I have declared 2 strings i.e string1 and string2. string1 is of size 8 and string2 is of size 200. Now, I am trying to copy string2 to string1. string1 has lesser size than string2. And I am copying number of bytes which is same as size of string2. My question is why memcpy is allowing to copy more number of bytes into a location where less number of bytes are allocated ? If I print the value of string1 now, then I am getting the same value as string2. But string1 does not have that much memory to accommodate string2. I want to know the reason behind this unusual behaviour.

// C program to demonstrate working of memcpy
#include <stdio.h>
#include <string.h>

int main()
{
    char str1[8] = "Hello\0";
    char str2[200] = "QuizLinkssjdjufuuejjhfgyyryryyryrynshshhsjakskkk\0";

    puts("str1 before memcpy ");
    puts(str1);

    // Copies contents of str2 to str1
    memcpy(str1, str2, sizeof(str2));

    puts("\nstr1 after memcpy ");
    puts(str1);

    return 0;
}

Below is the output.

str1 before memcpy 
Hello


str1 after memcpy 
QuizLinkssjdjufuuejjhfgyyryryyryrynshshhsjakskkk

Answer 1

why memcpy is allowing to copy more number of bytes into a location where less number of bytes are allocated

C doesn't perform any kind of bounds checking on arrays. That's part of what makes it fast. That also means that it's up to the programmer to not write past the bounds of the array. If you do so, you trigger undefined behavior in your code. What you're seeing is one of the ways undefined behavior can manifest.

The solution: don't read or write past the end of an array.

Answer 2

My question is why memcpy is allowing to copy more number of bytes into a location where less number of bytes are allocated ?

Allocation of memory is record-keeping within your process. Your process is granted memory by the operating system that it is allowed to use (and it can request more by various requests to the operating system). In modern systems, that is often a great deal of memory, used for static data, the hardware stack, dynamically allocated memory, program instructions, and more. Within that memory, it is your program’s responsibility to control how it is used.

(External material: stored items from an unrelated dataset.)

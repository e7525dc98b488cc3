use crate::data::DataSlot;
use crate::definition::{DefinitionId, DefinitionTree};

mod codec;

/// Minimal snapshot from which a remote workflow can be re-entered: the
/// definition that was resolved, the pruned data it needed and, for
/// sub-definitions, the identity of the one asking.
#[derive(Debug, Clone)]
pub struct ResolutionBundle {
    pub definition: DefinitionTree,
    pub data: Vec<DataSlot>,
    pub constraint: Option<String>,
}

impl ResolutionBundle {
    pub fn new(definition: DefinitionTree, data: Vec<DataSlot>) -> Self {
        Self {
            definition,
            data,
            constraint: None,
        }
    }

    pub fn with_constraint(mut self, constraint: impl Into<String>) -> Self {
        self.constraint = Some(constraint.into());
        self
    }
}

impl DefinitionTree {
    pub fn set_resolution_bundle(&mut self, id: DefinitionId, bundle: ResolutionBundle) {
        self[id].resolution_bundle = Some(Box::new(bundle));
    }

    /// The bundle that lets `id` be resolved again remotely.
    ///
    /// Looks at `id` and then its ancestors. A bundle owned by `id` is
    /// returned as is; one owned by an ancestor is copied with `constraint`
    /// set to the identity of `id`, so the remote side can target just that
    /// sub-definition.
    pub fn get_resolution_bundle(&self, id: DefinitionId) -> Option<ResolutionBundle> {
        let (owner, bundle) = self.lineage(id).find_map(|current| {
            self[current]
                .resolution_bundle
                .as_deref()
                .map(|bundle| (current, bundle))
        })?;

        if owner == id {
            Some(bundle.clone())
        } else {
            Some(
                ResolutionBundle::new(bundle.definition.clone(), bundle.data.clone())
                    .with_constraint(self.identity(id)),
            )
        }
    }
}
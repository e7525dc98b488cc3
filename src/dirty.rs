use crate::definition::{DefinitionId, DefinitionTree};

impl DefinitionTree {
    /// Marks `id` itself as edited. Ancestors are not touched; they see the
    /// change through [`DefinitionTree::has_data_changes`].
    pub fn set_data_changed(&mut self, id: DefinitionId) {
        self[id].dirty = true;
    }

    /// `true` if `id` or anything it owns has been edited.
    pub fn has_data_changes(&self, id: DefinitionId) -> bool {
        self[id].dirty
            || self
                .owned(id)
                .into_iter()
                .any(|owned| self.has_data_changes(owned))
    }

    /// Drops the edit state of `id` and everything it owns.
    pub fn clear_data_change_state(&mut self, id: DefinitionId) {
        for current in self.subtree(id) {
            self[current].dirty = false;
        }
    }
}
pub mod expression;
pub mod normalize;

pub use expression::*;
pub use normalize::*;
use thiserror::Error;

/// Errors that can occur while decoding or restructuring a definition tree.
#[derive(Error, Debug, Clone, PartialEq)]
pub enum DefinitionError {
    #[error("Failed to parse definition JSON: {0}")]
    JsonParseError(String),

    #[error("Definition '{key}' has an unregistered or invalid kind: '{kind}'")]
    UnknownKind { key: String, kind: String },

    #[error("Definition {child} already has parent {current}, refusing to re-parent it under {requested}")]
    AlreadyParented {
        child: usize,
        current: usize,
        requested: usize,
    },

    #[error("Definition {parent} lies inside the subtree of {child} and cannot become its parent")]
    CyclicParent { child: usize, parent: usize },

    #[error("Definition {0} does not exist in this tree")]
    UnknownDefinition(usize),

    #[error("Definition {0} is not a container and cannot own children")]
    NotAContainer(usize),

    #[error("Definition {owner} has no auxiliary slot named '{slot}'")]
    InvalidAuxiliarySlot { owner: usize, slot: String },

    #[error("Invalid custom definition: {0}")]
    ConversionError(String),
}

/// Errors raised while parsing an absolute path expression.
#[derive(Error, Debug, Clone, PartialEq, Eq)]
pub enum PathError {
    #[error("Path '{0}' is not anchored with a '%' index")]
    NotAnchored(String),

    #[error("Path '{0}' has an unterminated '%' anchor")]
    UnterminatedAnchor(String),

    #[error("Path '{path}' has a malformed index '{index}'")]
    MalformedIndex { path: String, index: String },
}

/// Errors reported by data objects when a path cannot be written.
#[derive(Error, Debug, Clone, PartialEq, Eq)]
pub enum DataError {
    #[error("Segment '{segment}' of path '{path}' does not address a container")]
    NotAContainer { path: String, segment: String },

    #[error("Path '{0}' is empty and cannot be assigned")]
    EmptyPath(String),

    #[error("Segment '{segment}' of path '{path}' is not a valid array index")]
    InvalidSegment { path: String, segment: String },
}

/// Errors that can occur while restoring a persisted resolution bundle.
#[derive(Error, Debug, Clone, PartialEq)]
pub enum BundleError {
    #[error("Bundle is missing the '{0}' field")]
    MissingField(&'static str),

    #[error("Bundle field '{field}' is invalid: {message}")]
    InvalidField { field: &'static str, message: String },

    #[error(transparent)]
    Definition(#[from] DefinitionError),
}

/// Non-fatal conditions met during resolution. These are logged and recovered
/// locally; the tree always stays renderable.
#[derive(Error, Debug, Clone, PartialEq)]
pub enum Diagnostic {
    #[error("Path '{path}' could not be resolved against {available} data object(s): {reason}")]
    PathResolution {
        path: String,
        available: usize,
        reason: String,
    },

    #[error("Observer capability '{capability}' is not available on definition '{definition}'")]
    CapabilityMissing {
        capability: &'static str,
        definition: String,
    },

    #[error("Cannot assign through definition '{definition}': {reason}")]
    AssignmentMismatch { definition: String, reason: String },
}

The operating system and the hardware control attempts to use memory outside of what the operating system has granted you. Inside the memory you are granted, it is your program that determines how the memory is used (with some constraints, such as that some of the memory may be marked read-only or non-executable).

The C standard does not impose requirements beyond this: It does not require C implementations to stop your program from attempting to copy more data into str1 than space has been allocated for. You must know what the limits are and write your code to respect them.

It is possible to design programming languages and environments that track memory allocations and prevent programs from writing beyond the space allocated for an array, but this imposes extra cost on computing. It requires additional memory and processor instructions. C is designed to be fast and efficient, at the expense of burdening the programmer with writing code carefully.